==== INFORMATION GIVEN ====

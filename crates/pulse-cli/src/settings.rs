//! Binary configuration: `pulse.toml` layered under `PULSE_` environment
//! variables.

use std::path::{Path, PathBuf};

use anyhow::Context as _;
use pulse_engine::EngineConfig;
use serde::Deserialize;

fn default_store_path() -> PathBuf { PathBuf::from("~/.local/share/pulse/pulse.db") }
fn default_reports_dir() -> PathBuf { PathBuf::from("reports") }
fn default_endpoint() -> String {
  "https://generativelanguage.googleapis.com/v1beta/models".to_owned()
}
fn default_model() -> String { "gemini-2.5-pro".to_owned() }
fn default_generator_timeout_secs() -> u64 { 60 }

#[derive(Debug, Clone, Deserialize)]
pub struct Settings {
  #[serde(default = "default_store_path")]
  pub store_path:  PathBuf,
  /// Directory scanned for raw `*.csv` trade logs.
  pub feed_dir:    PathBuf,
  #[serde(default = "default_reports_dir")]
  pub reports_dir: PathBuf,
  #[serde(default)]
  pub generator:   GeneratorSettings,
  #[serde(default)]
  pub engine:      EngineConfig,
}

#[derive(Debug, Clone, Deserialize)]
pub struct GeneratorSettings {
  #[serde(default = "default_endpoint")]
  pub endpoint:     String,
  #[serde(default)]
  pub api_key:      String,
  #[serde(default = "default_model")]
  pub model:        String,
  #[serde(default = "default_generator_timeout_secs")]
  pub timeout_secs: u64,
}

impl Default for GeneratorSettings {
  fn default() -> Self {
    Self {
      endpoint:     default_endpoint(),
      api_key:      String::new(),
      model:        default_model(),
      timeout_secs: default_generator_timeout_secs(),
    }
  }
}

impl Settings {
  /// Read `path` (optional) and the environment. Nested keys use `__`, e.g.
  /// `PULSE_ENGINE__TIMEZONE=Europe/London`.
  pub fn load(path: &Path) -> anyhow::Result<Self> {
    let settings = config::Config::builder()
      .add_source(config::File::from(path).required(false))
      .add_source(
        config::Environment::with_prefix("PULSE")
          .prefix_separator("_")
          .separator("__")
          .try_parsing(true),
      )
      .build()
      .context("failed to read config file")?;

    let mut settings: Settings = settings
      .try_deserialize()
      .context("failed to deserialise Settings")?;

    settings.store_path = expand_tilde(&settings.store_path);
    settings.feed_dir = expand_tilde(&settings.feed_dir);
    settings.reports_dir = expand_tilde(&settings.reports_dir);
    Ok(settings)
  }
}

/// Expand a leading `~` to the user's home directory.
pub fn expand_tilde(path: &Path) -> PathBuf {
  let s = path.to_string_lossy();
  if let Some(rest) = s.strip_prefix("~/")
    && let Ok(home) = std::env::var("HOME")
  {
    return PathBuf::from(home).join(rest);
  }
  path.to_path_buf()
}
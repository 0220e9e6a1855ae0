//! Period keys, the canonical time buckets each tier reports on.
//!
//! A key is stored as its tier plus the first calendar day of the bucket
//! (the day itself, the ISO week's Monday, or the first of the month), so
//! every derived date is infallible once a key exists.
//!
//! # Month-straddling weeks
//!
//! Each period has an *anchor* date used to place it inside the next tier's
//! window. A week is anchored on its Thursday, which puts it in exactly one
//! calendar month: the month that holds the majority of its days. This is the
//! same rule ISO 8601 uses to assign weeks to years.

use std::{fmt, str::FromStr};

use chrono::{Datelike, Days, Months, NaiveDate, Weekday};
use serde::{Deserialize, Serialize};

use crate::{Error, Result, tier::Tier};

#[derive(
  Debug, Clone, Copy, PartialEq, Eq, PartialOrd, Ord, Hash, Serialize, Deserialize,
)]
#[serde(into = "String", try_from = "String")]
pub struct PeriodKey {
  tier:  Tier,
  start: NaiveDate,
}

impl PeriodKey {
  /// The daily period for `date`.
  pub fn day(date: NaiveDate) -> Self { Self { tier: Tier::Daily, start: date } }

  /// The ISO week `week` of ISO year `year`.
  pub fn iso_week(year: i32, week: u32) -> Result<Self> {
    NaiveDate::from_isoywd_opt(year, week, Weekday::Mon)
      .map(|start| Self { tier: Tier::Weekly, start })
      .ok_or_else(|| Error::InvalidPeriod(format!("{year}-W{week:02}")))
  }

  /// The calendar month `month` of `year`.
  pub fn month(year: i32, month: u32) -> Result<Self> {
    NaiveDate::from_ymd_opt(year, month, 1)
      .map(|start| Self { tier: Tier::Monthly, start })
      .ok_or_else(|| Error::InvalidPeriod(format!("{year:04}-{month:02}")))
  }

  /// The period of `tier` that contains `date`.
  pub fn containing(tier: Tier, date: NaiveDate) -> Self {
    let start = match tier {
      Tier::Daily => date,
      Tier::Weekly => {
        date - Days::new(u64::from(date.weekday().num_days_from_monday()))
      }
      Tier::Monthly => date - Days::new(u64::from(date.day0())),
    };
    Self { tier, start }
  }

  /// Parse `s` and require it to be a period of `tier`.
  pub fn parse_for(tier: Tier, s: &str) -> Result<Self> {
    let key: Self = s.parse()?;
    if key.tier != tier {
      return Err(Error::TierMismatch { expected: tier, found: key.tier });
    }
    Ok(key)
  }

  pub fn tier(&self) -> Tier { self.tier }

  /// First calendar day of the period.
  pub fn start(&self) -> NaiveDate { self.start }

  /// Last calendar day of the period (inclusive).
  pub fn end(&self) -> NaiveDate {
    match self.tier {
      Tier::Daily => self.start,
      Tier::Weekly => self.start + Days::new(6),
      Tier::Monthly => self
        .start
        .checked_add_months(Months::new(1))
        .and_then(|next| next.pred_opt())
        .unwrap_or(NaiveDate::MAX),
    }
  }

  /// The day that decides which parent period this one rolls up into.
  pub fn anchor(&self) -> NaiveDate {
    match self.tier {
      Tier::Weekly => self.start + Days::new(3),
      Tier::Daily | Tier::Monthly => self.start,
    }
  }

  /// The period one tier up that this period rolls into, if any.
  pub fn parent(&self) -> Option<Self> {
    self
      .tier
      .parent()
      .map(|tier| Self::containing(tier, self.anchor()))
  }

  /// The immediately preceding period of the same tier.
  pub fn previous(&self) -> Self {
    let start = match self.tier {
      Tier::Daily => self.start.pred_opt().unwrap_or(NaiveDate::MIN),
      Tier::Weekly => self.start - Days::new(7),
      Tier::Monthly => self
        .start
        .checked_sub_months(Months::new(1))
        .unwrap_or(NaiveDate::MIN),
    };
    Self { tier: self.tier, start }
  }

  pub fn contains(&self, date: NaiveDate) -> bool {
    self.start <= date && date <= self.end()
  }
}

impl fmt::Display for PeriodKey {
  fn fmt(&self, f: &mut fmt::Formatter<'_>) -> fmt::Result {
    match self.tier {
      Tier::Daily => write!(f, "{}", self.start.format("%Y-%m-%d")),
      Tier::Weekly => {
        let iso = self.start.iso_week();
        write!(f, "{:04}-W{:02}", iso.year(), iso.week())
      }
      Tier::Monthly => {
        write!(f, "{:04}-{:02}", self.start.year(), self.start.month())
      }
    }
  }
}

impl FromStr for PeriodKey {
  type Err = Error;

  fn from_str(s: &str) -> Result<Self> {
    let invalid = || Error::InvalidPeriod(s.to_owned());

    if let Some((year, week)) = s.split_once("-W") {
      let year = year.parse().map_err(|_| invalid())?;
      let week = week.parse().map_err(|_| invalid())?;
      return Self::iso_week(year, week).map_err(|_| invalid());
    }

    match s.split('-').count() {
      2 => {
        let (year, month) = s.split_once('-').ok_or_else(invalid)?;
        let year = year.parse().map_err(|_| invalid())?;
        let month = month.parse().map_err(|_| invalid())?;
        Self::month(year, month).map_err(|_| invalid())
      }
      3 => NaiveDate::parse_from_str(s, "%Y-%m-%d")
        .map(Self::day)
        .map_err(|_| invalid()),
      _ => Err(invalid()),
    }
  }
}

impl From<PeriodKey> for String {
  fn from(key: PeriodKey) -> Self { key.to_string() }
}

impl TryFrom<String> for PeriodKey {
  type Error = Error;

  fn try_from(s: String) -> Result<Self> { s.parse() }
}
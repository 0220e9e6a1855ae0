//! Per-run state machine with a legal-transition table.
//!
//! Every run starts at `Idle` and ends at `Done` or `Failed`. The orchestrator
//! calls [`RunMachine::advance`] between steps; each accepted transition is
//! recorded so the run report carries the full path.

use std::{fmt, time::Instant};

use serde::Serialize;

#[derive(Debug, Clone, Copy, PartialEq, Eq, Hash, Serialize)]
#[serde(rename_all = "snake_case")]
pub enum RunState {
  Idle,
  Resolving,
  Generating,
  Committing,
  Done,
  Failed,
}

impl RunState {
  pub fn is_terminal(self) -> bool { matches!(self, Self::Done | Self::Failed) }
}

impl fmt::Display for RunState {
  fn fmt(&self, f: &mut fmt::Formatter<'_>) -> fmt::Result {
    let name = match self {
      Self::Idle => "IDLE",
      Self::Resolving => "RESOLVING",
      Self::Generating => "GENERATING",
      Self::Committing => "COMMITTING",
      Self::Done => "DONE",
      Self::Failed => "FAILED",
    };
    f.write_str(name)
  }
}

/// ```text
/// Idle       → Resolving
/// Resolving  → Generating | Done | Failed
/// Generating → Committing | Failed
/// Committing → Done | Failed
/// ```
fn is_legal_transition(from: RunState, to: RunState) -> bool {
  use RunState::*;

  matches!(
    (from, to),
    (Idle, Resolving)
      | (Resolving, Generating)
      | (Resolving, Done)
      | (Resolving, Failed)
      | (Generating, Committing)
      | (Generating, Failed)
      | (Committing, Done)
      | (Committing, Failed)
  )
}

#[derive(Debug, Clone, PartialEq, Eq, Serialize)]
pub struct TransitionRecord {
  pub from:       RunState,
  pub to:         RunState,
  /// Milliseconds since the run started.
  pub elapsed_ms: u64,
}

#[derive(Debug, Clone, Copy, PartialEq, Eq)]
pub struct IllegalTransition {
  pub from: RunState,
  pub to:   RunState,
}

impl fmt::Display for IllegalTransition {
  fn fmt(&self, f: &mut fmt::Formatter<'_>) -> fmt::Result {
    write!(f, "illegal run state transition: {} -> {}", self.from, self.to)
  }
}

impl std::error::Error for IllegalTransition {}

#[derive(Debug)]
pub struct RunMachine {
  current:     RunState,
  started_at:  Instant,
  transitions: Vec<TransitionRecord>,
}

impl Default for RunMachine {
  fn default() -> Self { Self::new() }
}

impl RunMachine {
  pub fn new() -> Self {
    Self {
      current:     RunState::Idle,
      started_at:  Instant::now(),
      transitions: Vec::new(),
    }
  }

  pub fn current(&self) -> RunState { self.current }

  pub fn transitions(&self) -> &[TransitionRecord] { &self.transitions }

  pub fn into_transitions(self) -> Vec<TransitionRecord> { self.transitions }

  pub fn advance(&mut self, to: RunState) -> Result<(), IllegalTransition> {
    let from = self.current;
    if !is_legal_transition(from, to) {
      return Err(IllegalTransition { from, to });
    }

    let elapsed_ms =
      u64::try_from(self.started_at.elapsed().as_millis()).unwrap_or(u64::MAX);
    tracing::debug!(%from, %to, elapsed_ms, "run state transition");
    self.transitions.push(TransitionRecord {
      from,
      to,
      elapsed_ms,
    });
    self.current = to;
    Ok(())
  }

  /// The sequence of states visited, starting with `Idle`.
  pub fn path(&self) -> Vec<RunState> {
    std::iter::once(RunState::Idle)
      .chain(self.transitions.iter().map(|t| t.to))
      .collect()
  }
}

#[cfg(test)]
mod tests {
  use super::{RunState::*, *};

  #[test]
  fn happy_path() {
    let mut machine = RunMachine::new();
    for state in [Resolving, Generating, Committing, Done] {
      machine.advance(state).unwrap();
    }
    assert_eq!(machine.current(), Done);
    assert_eq!(machine.path(), vec![
      Idle, Resolving, Generating, Committing, Done
    ]);
  }

  #[test]
  fn empty_period_goes_straight_to_done() {
    let mut machine = RunMachine::new();
    machine.advance(Resolving).unwrap();
    machine.advance(Done).unwrap();
    assert!(machine.current().is_terminal());
  }

  #[test]
  fn terminal_states_are_final() {
    let mut machine = RunMachine::new();
    machine.advance(Resolving).unwrap();
    machine.advance(Failed).unwrap();
    let err = machine.advance(Resolving).unwrap_err();
    assert_eq!(err, IllegalTransition {
      from: Failed,
      to:   Resolving,
    });
    assert_eq!(machine.transitions().len(), 2);
  }

  #[test]
  fn cannot_skip_generation() {
    let mut machine = RunMachine::new();
    machine.advance(Resolving).unwrap();
    assert!(machine.advance(Committing).is_err());
    assert!(RunMachine::new().advance(Generating).is_err());
  }
}
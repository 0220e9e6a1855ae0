//! Error type for `pulse-store-sqlite`.

use pulse_core::{PeriodKey, Tier, lineage::ChildRef, store::StoreError};
use rusqlite::ErrorCode;
use thiserror::Error;

#[derive(Debug, Error)]
pub enum Error {
  #[error("core error: {0}")]
  Core(#[from] pulse_core::Error),

  #[error("database error: {0}")]
  Database(#[from] tokio_rusqlite::Error),

  #[error("uuid parse error: {0}")]
  Uuid(#[from] uuid::Error),

  #[error("date/time parse error: {0}")]
  DateParse(String),

  #[error("unknown {column} value: {value:?}")]
  UnknownValue { column: &'static str, value: String },

  /// A child handed to the commit was already included, failed, unknown, or
  /// of the wrong tier. The transaction was rolled back.
  #[error("{child:?} is not eligible for inclusion in {period}")]
  ChildNotEligible { child: ChildRef, period: PeriodKey },

  #[error("refusing to commit {0} without any inputs")]
  NoChildren(PeriodKey),

  #[error("window does not fit the {0} tier")]
  WindowMismatch(Tier),
}

pub type Result<T, E = Error> = std::result::Result<T, E>;

impl StoreError for Error {
  fn is_transient(&self) -> bool {
    match self {
      Error::Database(tokio_rusqlite::Error::ConnectionClosed) => true,
      Error::Database(tokio_rusqlite::Error::Rusqlite(e)) => matches!(
        e.sqlite_error_code(),
        Some(ErrorCode::DatabaseBusy | ErrorCode::DatabaseLocked)
      ),
      _ => false,
    }
  }
}
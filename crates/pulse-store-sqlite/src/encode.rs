//! Encoding and decoding helpers between Rust domain types and the plain-text
//! representations stored in SQLite columns.
//!
//! Timestamps are stored as RFC 3339 UTC strings with a fixed microsecond
//! width, so lexical order in SQL matches chronological order. Calendar dates
//! are `YYYY-MM-DD`. UUIDs are stored as hyphenated lowercase strings. Enums
//! use their `snake_case` names.

use chrono::{DateTime, NaiveDate, SecondsFormat, Utc};
use pulse_core::{
  PeriodKey, Tier,
  lineage::{Artifact, ChildRef, InclusionEdge, RawInput},
  tier::{InclusionStatus, InputStatus},
};
use uuid::Uuid;

use crate::{Error, Result};

// ─── Uuid ─────────────────────────────────────────────────────────────────────

pub fn encode_uuid(id: Uuid) -> String { id.hyphenated().to_string() }

pub fn decode_uuid(s: &str) -> Result<Uuid> { Ok(Uuid::parse_str(s)?) }

// ─── DateTime<Utc>
// ────────────────────────────────────────────────────────────

pub fn encode_dt(dt: DateTime<Utc>) -> String {
  dt.to_rfc3339_opts(SecondsFormat::Micros, true)
}

pub fn decode_dt(s: &str) -> Result<DateTime<Utc>> {
  DateTime::parse_from_rfc3339(s)
    .map(|dt| dt.with_timezone(&Utc))
    .map_err(|e| Error::DateParse(e.to_string()))
}

// ─── NaiveDate ───────────────────────────────────────────────────────────────

pub fn encode_date(d: NaiveDate) -> String { d.format("%Y-%m-%d").to_string() }

// ─── Enums ───────────────────────────────────────────────────────────────────

fn decode_enum<T: std::str::FromStr>(column: &'static str, s: &str) -> Result<T> {
  s.parse().map_err(|_| Error::UnknownValue {
    column,
    value: s.to_owned(),
  })
}

// ─── ChildRef ────────────────────────────────────────────────────────────────

pub fn encode_child(child: &ChildRef) -> (&'static str, String) {
  match child {
    ChildRef::Raw(source_id) => ("raw", source_id.clone()),
    ChildRef::Artifact(id) => ("artifact", encode_uuid(*id)),
  }
}

pub fn decode_child(kind: &str, id: &str) -> Result<ChildRef> {
  match kind {
    "raw" => Ok(ChildRef::Raw(id.to_owned())),
    "artifact" => Ok(ChildRef::Artifact(decode_uuid(id)?)),
    other => Err(Error::UnknownValue {
      column: "child_kind",
      value:  other.to_owned(),
    }),
  }
}

// ─── Row types ───────────────────────────────────────────────────────────────

/// Column list matching [`RawInputRow::from_row`].
pub const RAW_INPUT_COLUMNS: &str =
  "source_id, discovered_at, payload, status, processed_at, failure_reason";

/// Raw strings read directly from a `raw_inputs` row.
pub struct RawInputRow {
  pub source_id:      String,
  pub discovered_at:  String,
  pub payload:        String,
  pub status:         String,
  pub processed_at:   Option<String>,
  pub failure_reason: Option<String>,
}

impl RawInputRow {
  pub fn from_row(row: &rusqlite::Row<'_>) -> rusqlite::Result<Self> {
    Ok(Self {
      source_id:      row.get(0)?,
      discovered_at:  row.get(1)?,
      payload:        row.get(2)?,
      status:         row.get(3)?,
      processed_at:   row.get(4)?,
      failure_reason: row.get(5)?,
    })
  }

  pub fn into_raw_input(self) -> Result<RawInput> {
    Ok(RawInput {
      source_id:      self.source_id,
      discovered_at:  decode_dt(&self.discovered_at)?,
      payload:        self.payload,
      status:         decode_enum::<InputStatus>("raw_inputs.status", &self.status)?,
      processed_at:   self.processed_at.as_deref().map(decode_dt).transpose()?,
      failure_reason: self.failure_reason,
    })
  }
}

/// Column list matching [`ArtifactRow::from_row`].
pub const ARTIFACT_COLUMNS: &str = "artifact_id, tier, period_key, generated_at, \
                                    content, content_digest, status, published_at";

/// Raw strings read directly from an `artifacts` row.
pub struct ArtifactRow {
  pub artifact_id:    String,
  pub tier:           String,
  pub period_key:     String,
  pub generated_at:   String,
  pub content:        String,
  pub content_digest: String,
  pub status:         String,
  pub published_at:   Option<String>,
}

impl ArtifactRow {
  pub fn from_row(row: &rusqlite::Row<'_>) -> rusqlite::Result<Self> {
    Ok(Self {
      artifact_id:    row.get(0)?,
      tier:           row.get(1)?,
      period_key:     row.get(2)?,
      generated_at:   row.get(3)?,
      content:        row.get(4)?,
      content_digest: row.get(5)?,
      status:         row.get(6)?,
      published_at:   row.get(7)?,
    })
  }

  pub fn into_artifact(self) -> Result<Artifact> {
    let tier = decode_enum::<Tier>("artifacts.tier", &self.tier)?;
    let period = PeriodKey::parse_for(tier, &self.period_key)?;

    Ok(Artifact {
      artifact_id: decode_uuid(&self.artifact_id)?,
      period,
      generated_at: decode_dt(&self.generated_at)?,
      content: self.content,
      content_digest: self.content_digest,
      status: decode_enum::<InclusionStatus>("artifacts.status", &self.status)?,
      published_at: self.published_at.as_deref().map(decode_dt).transpose()?,
    })
  }
}

/// Column list matching [`EdgeRow::from_row`].
pub const EDGE_COLUMNS: &str =
  "edge_id, child_kind, child_id, parent_id, committed_at";

/// Raw strings read directly from an `inclusion_edges` row.
pub struct EdgeRow {
  pub edge_id:      String,
  pub child_kind:   String,
  pub child_id:     String,
  pub parent_id:    String,
  pub committed_at: String,
}

impl EdgeRow {
  pub fn from_row(row: &rusqlite::Row<'_>) -> rusqlite::Result<Self> {
    Ok(Self {
      edge_id:      row.get(0)?,
      child_kind:   row.get(1)?,
      child_id:     row.get(2)?,
      parent_id:    row.get(3)?,
      committed_at: row.get(4)?,
    })
  }

  pub fn into_edge(self) -> Result<InclusionEdge> {
    Ok(InclusionEdge {
      edge_id:      decode_uuid(&self.edge_id)?,
      child:        decode_child(&self.child_kind, &self.child_id)?,
      parent_id:    decode_uuid(&self.parent_id)?,
      committed_at: decode_dt(&self.committed_at)?,
    })
  }
}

====

Wherever the word "weeks" appears in the records above, copy that line.

//! # Month-straddling weeks
//! same rule ISO 8601 uses to assign weeks to years.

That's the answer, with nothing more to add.